**Description of the task:** Only the number is needed: how many lines in the entries below contain the string "sites"?

○ ○ ○

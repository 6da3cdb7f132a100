// Copyright (c) 2025 - Cowboy AI, Inc.
//! Wire Payloads
//!
//! Builds the NetBox request body and natural-key lookup filters for a
//! normalized entity. References to other entities are replaced here by the
//! remote ids held in the resolution cache; a missing id is an
//! `UnresolvedReference`, never a placeholder.

use serde::Serialize;
use serde_json::Value;

use crate::cache::ResolutionCache;
use crate::domain::{
    Device, DeviceType, EntityKey, Interface, InterfaceSpeed, IpAddress, MacAddress, Mtu,
    NamedObject, NormalizedEntity, Site, Slug, Status,
};
use crate::errors::ReconcileError;

/// Lookup filters plus request body for one upsert
#[derive(Debug, Clone, PartialEq)]
pub struct UpsertRequest {
    pub filters: Vec<(&'static str, String)>,
    pub body: Value,
}

#[derive(Debug, Serialize)]
struct SitePayload<'a> {
    name: &'a str,
    slug: &'a Slug,
    status: Status,
}

#[derive(Debug, Serialize)]
struct DeviceTypePayload<'a> {
    manufacturer: &'a NamedObject,
    model: &'a str,
    slug: &'a Slug,
}

#[derive(Debug, Serialize)]
struct DevicePayload<'a> {
    name: &'a str,
    site: u64,
    device_type: u64,
    role: &'a NamedObject,
    status: Status,
    #[serde(skip_serializing_if = "Option::is_none")]
    serial: Option<&'a str>,
}

#[derive(Debug, Serialize)]
struct InterfacePayload<'a> {
    device: u64,
    name: &'a str,
    #[serde(rename = "type")]
    interface_type: &'a str,
    #[serde(skip_serializing_if = "Option::is_none")]
    speed: Option<InterfaceSpeed>,
    #[serde(skip_serializing_if = "Option::is_none")]
    mtu: Option<Mtu>,
    #[serde(skip_serializing_if = "Option::is_none")]
    mac_address: Option<MacAddress>,
    enabled: bool,
}

#[derive(Debug, Serialize)]
struct IpAddressPayload<'a> {
    address: String,
    assigned_object_type: &'a str,
    assigned_object_id: u64,
}

impl UpsertRequest {
    /// Build the request for `entity`, resolving references through `cache`
    pub fn build(
        entity: &NormalizedEntity,
        cache: &ResolutionCache,
    ) -> Result<Self, ReconcileError> {
        match entity {
            NormalizedEntity::Site(site) => Self::site(site),
            NormalizedEntity::DeviceType(device_type) => Self::device_type(device_type),
            NormalizedEntity::Device(device) => Self::device(device, cache),
            NormalizedEntity::Interface(interface) => Self::interface(interface, cache),
            NormalizedEntity::IpAddress(ip) => Self::ip_address(ip, cache),
        }
    }

    fn site(site: &Site) -> Result<Self, ReconcileError> {
        Ok(Self {
            filters: vec![("slug", site.slug.to_string())],
            body: serde_json::to_value(SitePayload {
                name: &site.name,
                slug: &site.slug,
                status: site.status,
            })?,
        })
    }

    fn device_type(device_type: &DeviceType) -> Result<Self, ReconcileError> {
        Ok(Self {
            filters: vec![("slug", device_type.slug.to_string())],
            body: serde_json::to_value(DeviceTypePayload {
                manufacturer: &device_type.manufacturer,
                model: &device_type.model,
                slug: &device_type.slug,
            })?,
        })
    }

    fn device(device: &Device, cache: &ResolutionCache) -> Result<Self, ReconcileError> {
        let site = cache.require(&EntityKey::site(&device.site))?;
        let device_type = cache.require(&EntityKey::device_type(&device.device_type))?;

        Ok(Self {
            filters: vec![("name", device.name.clone()), ("site_id", site.to_string())],
            body: serde_json::to_value(DevicePayload {
                name: &device.name,
                site: site.0,
                device_type: device_type.0,
                role: &device.role,
                status: device.status,
                serial: device.serial.as_deref(),
            })?,
        })
    }

    fn interface(interface: &Interface, cache: &ResolutionCache) -> Result<Self, ReconcileError> {
        let device = cache.require(&EntityKey::device(&interface.device))?;

        Ok(Self {
            filters: vec![
                ("device_id", device.to_string()),
                ("name", interface.name.clone()),
            ],
            body: serde_json::to_value(InterfacePayload {
                device: device.0,
                name: &interface.name,
                interface_type: &interface.interface_type,
                speed: interface.speed,
                mtu: interface.mtu,
                mac_address: interface.mac_address,
                enabled: interface.enabled,
            })?,
        })
    }

    fn ip_address(ip: &IpAddress, cache: &ResolutionCache) -> Result<Self, ReconcileError> {
        let assigned = cache.require(&ip.assigned_object.key())?;
        let address = ip.address.to_string();

        Ok(Self {
            filters: vec![("address", address.clone())],
            body: serde_json::to_value(IpAddressPayload {
                address,
                assigned_object_type: ip.assigned_object.object_type(),
                assigned_object_id: assigned.0,
            })?,
        })
    }
}
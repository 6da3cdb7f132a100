// Copyright (c) 2025 - Cowboy AI, Inc.

//! NetBox REST Client
//!
//! Implements [`TargetClient`] against the NetBox REST API.
//!
//! # Endpoints
//!
//! ```text
//! Site       → /api/dcim/sites/
//! DeviceType → /api/dcim/device-types/
//! Device     → /api/dcim/devices/
//! Interface  → /api/dcim/interfaces/
//! IpAddress  → /api/ipam/ip-addresses/
//! ```
//!
//! Lookups are `GET <endpoint>?<filters>` and expect NetBox's paginated list
//! shape `{"count": n, "results": [{"id": ..}, ..]}`. Creates are `POST`,
//! updates are `PATCH <endpoint><id>/`.
//!
//! # Example
//!
//! ```rust,no_run
//! use cim_netbox_reconciler::config::NetBoxConfig;
//! use cim_netbox_reconciler::target::{NetBoxClient, TargetClient};
//!
//! #[tokio::main]
//! async fn main() -> Result<(), Box<dyn std::error::Error>> {
//!     let config = NetBoxConfig {
//!         endpoint: "http://netbox.local:8000".to_string(),
//!         api_token: "your-token-here".to_string(),
//!         timeout_secs: 30,
//!     };
//!
//!     let client = NetBoxClient::new(&config)?;
//!     client.health_check().await?;
//!     Ok(())
//! }
//! ```

use async_trait::async_trait;
use reqwest::header::{HeaderMap, HeaderValue, ACCEPT, AUTHORIZATION, CONTENT_TYPE};
use reqwest::{Client, Response};
use serde::Deserialize;
use serde_json::Value;
use std::time::Duration;
use tracing::debug;

use super::{ClientError, Filters, TargetClient};
use crate::config::NetBoxConfig;
use crate::domain::{EntityKind, RemoteId};

/// REST path for an entity kind, relative to the NetBox base URL
pub fn endpoint_path(kind: EntityKind) -> &'static str {
    match kind {
        EntityKind::Site => "/api/dcim/sites/",
        EntityKind::DeviceType => "/api/dcim/device-types/",
        EntityKind::Device => "/api/dcim/devices/",
        EntityKind::Interface => "/api/dcim/interfaces/",
        EntityKind::IpAddress => "/api/ipam/ip-addresses/",
    }
}

/// Encode lookup filters as a query string
pub fn query_string(filters: &Filters) -> String {
    filters
        .iter()
        .map(|(field, value)| format!("{}={}", field, urlencoding::encode(value)))
        .collect::<Vec<_>>()
        .join("&")
}

#[derive(Debug, Deserialize)]
struct ObjectRef {
    id: u64,
}

#[derive(Debug, Deserialize)]
struct ListResponse {
    count: u64,
    results: Vec<ObjectRef>,
}

/// NetBox client over `reqwest`
#[derive(Debug, Clone)]
pub struct NetBoxClient {
    base_url: String,
    client: Client,
}

impl NetBoxClient {
    pub fn new(config: &NetBoxConfig) -> Result<Self, ClientError> {
        let mut headers = HeaderMap::new();
        headers.insert(
            AUTHORIZATION,
            HeaderValue::from_str(&format!("Token {}", config.api_token))
                .map_err(|e| ClientError::Configuration(format!("Invalid API token: {}", e)))?,
        );
        headers.insert(CONTENT_TYPE, HeaderValue::from_static("application/json"));
        headers.insert(ACCEPT, HeaderValue::from_static("application/json"));

        let client = Client::builder()
            .timeout(Duration::from_secs(config.timeout_secs))
            .default_headers(headers)
            .build()
            .map_err(|e| {
                ClientError::Configuration(format!("Failed to create HTTP client: {}", e))
            })?;

        Ok(Self {
            base_url: config.endpoint.trim_end_matches('/').to_string(),
            client,
        })
    }

    pub fn base_url(&self) -> &str {
        &self.base_url
    }

    fn url(&self, kind: EntityKind) -> String {
        format!("{}{}", self.base_url, endpoint_path(kind))
    }

    fn object_url(&self, kind: EntityKind, id: RemoteId) -> String {
        format!("{}{}/", self.url(kind), id)
    }

    async fn check(response: Response) -> Result<Response, ClientError> {
        let status = response.status();
        if status.is_success() {
            return Ok(response);
        }
        let body = response.text().await.unwrap_or_default();
        Err(ClientError::Status {
            status: status.as_u16(),
            body,
        })
    }
}

fn transport(err: reqwest::Error) -> ClientError {
    ClientError::Transport(err.to_string())
}

fn decode(err: reqwest::Error) -> ClientError {
    ClientError::Decode(err.to_string())
}

#[async_trait]
impl TargetClient for NetBoxClient {
    async fn find_by_key(
        &self,
        kind: EntityKind,
        filters: &Filters,
    ) -> Result<Option<RemoteId>, ClientError> {
        let url = format!("{}?{}", self.url(kind), query_string(filters));
        debug!(kind = %kind, url = %url, "NetBox lookup");

        let response = self.client.get(&url).send().await.map_err(transport)?;
        let list: ListResponse = Self::check(response)
            .await?
            .json()
            .await
            .map_err(decode)?;

        match list.count {
            0 => Ok(None),
            1 => list
                .results
                .first()
                .map(|object| Some(RemoteId(object.id)))
                .ok_or_else(|| ClientError::Decode("count 1 with empty results".to_string())),
            count => Err(ClientError::Ambiguous { kind, count }),
        }
    }

    async fn create(&self, kind: EntityKind, payload: &Value) -> Result<RemoteId, ClientError> {
        let response = self
            .client
            .post(self.url(kind))
            .json(payload)
            .send()
            .await
            .map_err(transport)?;
        let created: ObjectRef = Self::check(response)
            .await?
            .json()
            .await
            .map_err(decode)?;

        debug!(kind = %kind, id = created.id, "NetBox object created");
        Ok(RemoteId(created.id))
    }

    async fn update(
        &self,
        kind: EntityKind,
        id: RemoteId,
        payload: &Value,
    ) -> Result<(), ClientError> {
        let response = self
            .client
            .patch(self.object_url(kind, id))
            .json(payload)
            .send()
            .await
            .map_err(transport)?;
        Self::check(response).await?;

        debug!(kind = %kind, id = %id, "NetBox object updated");
        Ok(())
    }

    async fn health_check(&self) -> Result<(), ClientError> {
        let url = format!("{}/api/status/", self.base_url);
        let response = self.client.get(&url).send().await.map_err(transport)?;
        Self::check(response).await?;
        debug!("NetBox health check passed");
        Ok(())
    }

    fn name(&self) -> &str {
        "netbox"
    }
}
// Copyright (c) 2025 - Cowboy AI, Inc.
//! Vocabulary Tables and Numeric Bounds
//!
//! Fixed lookup tables translating the discovery agent's vocabulary into the
//! NetBox vocabulary, and the numeric domains NetBox enforces on interfaces.
//!
//! Lookups are exact: anything outside a table is an error, never a default.
//!
//! | table       | source  | target    |
//! |-------------|---------|-----------|
//! | status      | `alive` | `active`  |
//! | status      | `dead`  | `offline` |
//! | link state  | `up`    | `true`    |
//! | link state  | `down`  | `false`   |

use serde::{Deserialize, Serialize};
use std::fmt;

use crate::errors::ReconcileError;

/// Largest interface speed NetBox stores (signed 32-bit column, kbps)
pub const INTERFACE_SPEED_MAX: i64 = 2_147_483_647;

/// Smallest interface speed
pub const INTERFACE_SPEED_MIN: i64 = 0;

/// Smallest interface MTU
pub const INTERFACE_MTU_MIN: i64 = 1;

/// Assigned-object discriminator for IP addresses bound to a device interface
pub const INTERFACE_OBJECT_TYPE: &str = "dcim.interface";

/// Target status vocabulary shared by sites and devices
#[derive(Debug, Clone, Copy, PartialEq, Eq, Hash, Serialize, Deserialize)]
#[serde(rename_all = "lowercase")]
pub enum Status {
    Active,
    Offline,
}

impl Status {
    pub fn as_str(&self) -> &'static str {
        match self {
            Status::Active => "active",
            Status::Offline => "offline",
        }
    }
}

impl fmt::Display for Status {
    fn fmt(&self, f: &mut fmt::Formatter<'_>) -> fmt::Result {
        f.write_str(self.as_str())
    }
}

/// Immutable source → target lookup table
#[derive(Debug)]
pub struct Vocabulary<V: 'static> {
    name: &'static str,
    entries: &'static [(&'static str, V)],
}

impl<V: Copy> Vocabulary<V> {
    pub const fn new(name: &'static str, entries: &'static [(&'static str, V)]) -> Self {
        Self { name, entries }
    }

    /// Table name, used in diagnostics
    pub fn name(&self) -> &'static str {
        self.name
    }

    /// Exact lookup of a source term
    pub fn lookup(&self, source: &str) -> Option<V> {
        self.entries
            .iter()
            .find(|(term, _)| *term == source)
            .map(|(_, value)| *value)
    }

    /// All source terms the table knows
    pub fn sources(&self) -> impl Iterator<Item = &'static str> + '_ {
        self.entries.iter().map(|(term, _)| *term)
    }
}

/// Agent status → NetBox status
pub static STATUS_VOCABULARY: Vocabulary<Status> = Vocabulary::new(
    "status",
    &[("alive", Status::Active), ("dead", Status::Offline)],
);

/// Agent link state → NetBox `enabled` flag
pub static LINK_STATE_VOCABULARY: Vocabulary<bool> =
    Vocabulary::new("link state", &[("up", true), ("down", false)]);

/// Map an agent status term, failing on anything outside the table
pub fn map_status(source: &str) -> Result<Status, ReconcileError> {
    STATUS_VOCABULARY
        .lookup(source)
        .ok_or_else(|| ReconcileError::UnknownStatus(source.to_string()))
}

/// Map an agent link-state term, failing on anything outside the table
pub fn map_link_state(source: &str) -> Result<bool, ReconcileError> {
    LINK_STATE_VOCABULARY
        .lookup(source)
        .ok_or_else(|| ReconcileError::UnknownState(source.to_string()))
}

/// Inclusive integer bounds, optionally open above
#[derive(Debug, Clone, Copy, PartialEq, Eq, Hash)]
pub struct Bounds {
    pub min: i64,
    pub max: Option<i64>,
}

impl Bounds {
    pub const fn between(min: i64, max: i64) -> Self {
        Self {
            min,
            max: Some(max),
        }
    }

    pub const fn at_least(min: i64) -> Self {
        Self { min, max: None }
    }

    pub fn contains(&self, value: i64) -> bool {
        value >= self.min && self.max.map_or(true, |max| value <= max)
    }
}

impl fmt::Display for Bounds {
    fn fmt(&self, f: &mut fmt::Formatter<'_>) -> fmt::Result {
        match self.max {
            Some(max) => write!(f, "[{}, {}]", self.min, max),
            None => write!(f, "[{}, ∞)", self.min),
        }
    }
}

pub const SPEED_BOUNDS: Bounds = Bounds::between(INTERFACE_SPEED_MIN, INTERFACE_SPEED_MAX);

pub const MTU_BOUNDS: Bounds = Bounds::at_least(INTERFACE_MTU_MIN);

○ ○ ○

**Result:** 3